Action item ::
Report back every line of the entries that contains "column", exactly as written.

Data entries
──────────────────────────────

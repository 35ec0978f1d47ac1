use std::path::PathBuf;
use thiserror::Error;

/// Fatal failures while reading the talk table. Everything past loading
/// degrades instead of failing.
#[derive(Error, Debug)]
pub enum LoadError {
    #[error("input file not found at {}", .path.display())]
    NotFound { path: PathBuf },

    #[error("failed to parse {} as CSV: {source}", .path.display())]
    Unreadable {
        path: PathBuf,
        #[source]
        source: csv::Error,
    },

    #[error(
        "{} record {record} has {found} fields, header has {expected}",
        .path.display()
    )]
    TooManyFields {
        path: PathBuf,
        record: usize,
        expected: usize,
        found: usize,
    },

    #[error("{} has no '{column}' column", .path.display())]
    MissingColumn { path: PathBuf, column: String },
}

──────────────────────────────

Output for this task ::
    #[error("{} has no '{column}' column", .path.display())]
    MissingColumn { path: PathBuf, column: String },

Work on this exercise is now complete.